▼

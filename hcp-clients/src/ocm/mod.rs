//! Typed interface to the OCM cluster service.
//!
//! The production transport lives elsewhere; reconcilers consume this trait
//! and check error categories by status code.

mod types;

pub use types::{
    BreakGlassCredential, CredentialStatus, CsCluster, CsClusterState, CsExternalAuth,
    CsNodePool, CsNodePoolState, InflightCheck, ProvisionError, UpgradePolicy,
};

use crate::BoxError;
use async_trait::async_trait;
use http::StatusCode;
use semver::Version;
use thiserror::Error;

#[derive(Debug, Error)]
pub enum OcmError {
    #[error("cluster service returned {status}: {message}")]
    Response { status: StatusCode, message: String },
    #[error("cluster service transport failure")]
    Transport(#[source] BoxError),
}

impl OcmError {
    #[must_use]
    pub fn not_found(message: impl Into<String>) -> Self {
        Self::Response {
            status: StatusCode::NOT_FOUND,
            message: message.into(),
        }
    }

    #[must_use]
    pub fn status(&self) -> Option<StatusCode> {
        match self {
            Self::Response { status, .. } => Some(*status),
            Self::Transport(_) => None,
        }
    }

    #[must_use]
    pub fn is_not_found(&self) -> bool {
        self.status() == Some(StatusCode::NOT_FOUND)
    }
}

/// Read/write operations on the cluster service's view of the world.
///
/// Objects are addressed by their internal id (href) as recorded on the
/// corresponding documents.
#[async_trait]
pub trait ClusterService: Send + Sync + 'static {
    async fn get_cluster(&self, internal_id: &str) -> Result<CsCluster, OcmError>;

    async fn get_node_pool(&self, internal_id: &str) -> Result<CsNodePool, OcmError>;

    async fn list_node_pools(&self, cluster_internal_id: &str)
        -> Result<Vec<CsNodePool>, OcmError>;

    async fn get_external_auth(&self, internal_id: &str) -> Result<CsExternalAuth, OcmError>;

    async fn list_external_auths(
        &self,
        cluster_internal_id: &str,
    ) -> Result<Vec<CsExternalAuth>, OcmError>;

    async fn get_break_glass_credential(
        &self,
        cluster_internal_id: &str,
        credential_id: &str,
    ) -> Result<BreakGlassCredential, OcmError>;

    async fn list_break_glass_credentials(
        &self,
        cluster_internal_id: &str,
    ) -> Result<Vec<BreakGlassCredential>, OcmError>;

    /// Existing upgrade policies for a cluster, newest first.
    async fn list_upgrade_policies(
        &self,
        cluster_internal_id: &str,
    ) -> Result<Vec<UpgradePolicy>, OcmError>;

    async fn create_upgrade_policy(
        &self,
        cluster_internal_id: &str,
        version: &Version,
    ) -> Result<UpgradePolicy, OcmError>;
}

▲

**Work to be completed**.
Repeat the whole listing exactly.

**Exercise response**.
filename hcp-clients/src/ocm/mod.rs
//! Typed interface to the OCM cluster service.
//!
//! The production transport lives elsewhere; reconcilers consume this trait
//! and check error categories by status code.

mod types;

pub use types::{
    BreakGlassCredential, CredentialStatus, CsCluster, CsClusterState, CsExternalAuth,
    CsNodePool, CsNodePoolState, InflightCheck, ProvisionError, UpgradePolicy,
};

use crate::BoxError;
use async_trait::async_trait;
use http::StatusCode;
use semver::Version;
use thiserror::Error;

#[derive(Debug, Error)]
pub enum OcmError {
    #[error("cluster service returned {status}: {message}")]
    Response { status: StatusCode, message: String },
    #[error("cluster service transport failure")]
    Transport(#[source] BoxError),
}

impl OcmError {
    #[must_use]
    pub fn not_found(message: impl Into<String>) -> Self {
        Self::Response {
            status: StatusCode::NOT_FOUND,
            message: message.into(),
        }
    }

    #[must_use]
    pub fn status(&self) -> Option<StatusCode> {
        match self {
            Self::Response { status, .. } => Some(*status),
            Self::Transport(_) => None,
        }
    }

    #[must_use]
    pub fn is_not_found(&self) -> bool {
        self.status() == Some(StatusCode::NOT_FOUND)
    }
}

/// Read/write operations on the cluster service's view of the world.
///
/// Objects are addressed by their internal id (href) as recorded on the
/// corresponding documents.
#[async_trait]
pub trait ClusterService: Send + Sync + 'static {
    async fn get_cluster(&self, internal_id: &str) -> Result<CsCluster, OcmError>;

    async fn get_node_pool(&self, internal_id: &str) -> Result<CsNodePool, OcmError>;

    async fn list_node_pools(&self, cluster_internal_id: &str)
        -> Result<Vec<CsNodePool>, OcmError>;

    async fn get_external_auth(&self, internal_id: &str) -> Result<CsExternalAuth, OcmError>;

    async fn list_external_auths(
        &self,
        cluster_internal_id: &str,
    ) -> Result<Vec<CsExternalAuth>, OcmError>;

    async fn get_break_glass_credential(
        &self,
        cluster_internal_id: &str,
        credential_id: &str,
    ) -> Result<BreakGlassCredential, OcmError>;

    async fn list_break_glass_credentials(
        &self,
        cluster_internal_id: &str,
    ) -> Result<Vec<BreakGlassCredential>, OcmError>;

    /// Existing upgrade policies for a cluster, newest first.
    async fn list_upgrade_policies(
        &self,
        cluster_internal_id: &str,
    ) -> Result<Vec<UpgradePolicy>, OcmError>;

    async fn create_upgrade_policy(
        &self,
        cluster_internal_id: &str,
        version: &Version,
    ) -> Result<UpgradePolicy, OcmError>;
}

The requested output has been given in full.